### TASK OBJECTIVE
Report back each line of the data that contains the word "queue".

►

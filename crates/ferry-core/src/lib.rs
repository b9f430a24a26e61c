//! ferry-core: job orchestration and transfer engine.
//!
//! Jobs flow registry -> admission queue -> retry supervisor -> transport,
//! with checkpoints for resume, a time scheduler in front and a bandwidth
//! governor pacing the read loop. `engine::Engine` ties them together.

pub mod config;
pub mod logging;

pub mod bandwidth;
pub mod checkpoint;
pub mod checksum;
pub mod control;
pub mod engine;
pub mod error;
pub mod events;
pub mod fetch_head;
pub mod job;
pub mod queue;
pub mod retry;
pub mod schedule;
pub mod storage;
pub mod store;
pub mod transfer;
pub mod url_model;

pub use engine::{Engine, EngineBuilder};
pub use error::{EngineError, EngineResult};
pub use events::{EngineEvent, EventBus};
pub use job::{JobId, JobRequest, JobSnapshot, JobStatus, Priority};
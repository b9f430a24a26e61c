//! Drives a job's attempts: backoff between transient failures and fallback
//! through the ordered transport strategies.

use std::sync::Arc;

use crate::events::{EngineEvent, EventBus};
use crate::job::JobRegistry;
use crate::retry::{classify, ErrorKind, RetryDecision, RetryPolicy, TransferError};
use crate::transfer::{AttemptEnv, TransferOutcome, TransferRequest, Transport};

/// How a supervised transfer ended.
#[derive(Debug)]
pub enum SupervisorOutcome {
    Completed(TransferOutcome),
    /// Pause or cancel was requested.
    Aborted,
    /// Non-retryable failure, or the retry budget ran out.
    Failed { error: TransferError, attempts: u32 },
}

pub struct RetrySupervisor {
    policy: RetryPolicy,
    transports: Vec<Arc<dyn Transport>>,
    registry: Arc<JobRegistry>,
    events: EventBus,
}

impl RetrySupervisor {
    pub fn new(
        policy: RetryPolicy,
        transports: Vec<Arc<dyn Transport>>,
        registry: Arc<JobRegistry>,
        events: EventBus,
    ) -> Self {
        Self {
            policy,
            transports,
            registry,
            events,
        }
    }

    pub fn policy(&self) -> &RetryPolicy {
        &self.policy
    }

    /// Run attempts until success, abort, or a final failure.
    ///
    /// An `Unavailable` strategy is skipped for the next one without using an
    /// attempt; the job stays on the fallback from then on.
    pub async fn run(&self, mut req: TransferRequest, env: &AttemptEnv) -> SupervisorOutcome {
        let mut strategy = 0usize;
        let mut attempt = 0u32;
        loop {
            let Some(transport) = self.transports.get(strategy) else {
                return SupervisorOutcome::Failed {
                    error: TransferError::Unavailable("no usable transport strategy".into()),
                    attempts: attempt,
                };
            };
            attempt += 1;
            tracing::info!(
                job_id = %req.job_id,
                attempt,
                transport = transport.name(),
                offset = req.resume_from,
                "attempt starting"
            );

            let error = match transport.fetch(&req, env).await {
                Ok(outcome) => return SupervisorOutcome::Completed(outcome),
                Err(TransferError::Aborted) => return SupervisorOutcome::Aborted,
                Err(e) => e,
            };
            if env.abort.is_aborted() {
                return SupervisorOutcome::Aborted;
            }

            let kind = classify(&error);
            if kind == ErrorKind::Unavailable {
                tracing::warn!(job_id = %req.job_id, transport = transport.name(), error = %error, "transport unavailable, falling back");
                attempt -= 1;
                strategy += 1;
                continue;
            }

            tracing::warn!(job_id = %req.job_id, attempt, ?kind, error = %error, "attempt failed");
            match self.policy.decide(attempt, kind) {
                RetryDecision::NoRetry => {
                    if kind != ErrorKind::Other {
                        env.checkpoints.save_on_disk().await;
                    }
                    return SupervisorOutcome::Failed {
                        error,
                        attempts: attempt,
                    };
                }
                RetryDecision::RetryAfter(delay) => {
                    let on_disk = env.checkpoints.save_on_disk().await;
                    if env.checkpoints.is_resumable() {
                        req.resume_from = on_disk;
                        req.if_range = env.checkpoints.if_range().or(req.if_range.take());
                    } else {
                        req.resume_from = 0;
                        req.if_range = None;
                    }
                    let reason = error.to_string();
                    if let Err(e) = self.registry.record_retry(&req.job_id, attempt, &reason) {
                        tracing::debug!(job_id = %req.job_id, error = %e, "retry not recorded");
                    }
                    self.events.publish(EngineEvent::Retrying {
                        job_id: req.job_id.clone(),
                        attempt,
                        delay,
                        reason,
                    });
                    tracing::info!(job_id = %req.job_id, attempt, delay_ms = delay.as_millis() as u64, "backing off");
                    tokio::select! {
                        _ = tokio::time::sleep(delay) => {}
                        _ = env.abort.aborted() => return SupervisorOutcome::Aborted,
                    }
                }
            }
        }
    }
}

◄

### PROBLEM SOLUTION
//! Jobs flow registry -> admission queue -> retry supervisor -> transport,
pub mod queue;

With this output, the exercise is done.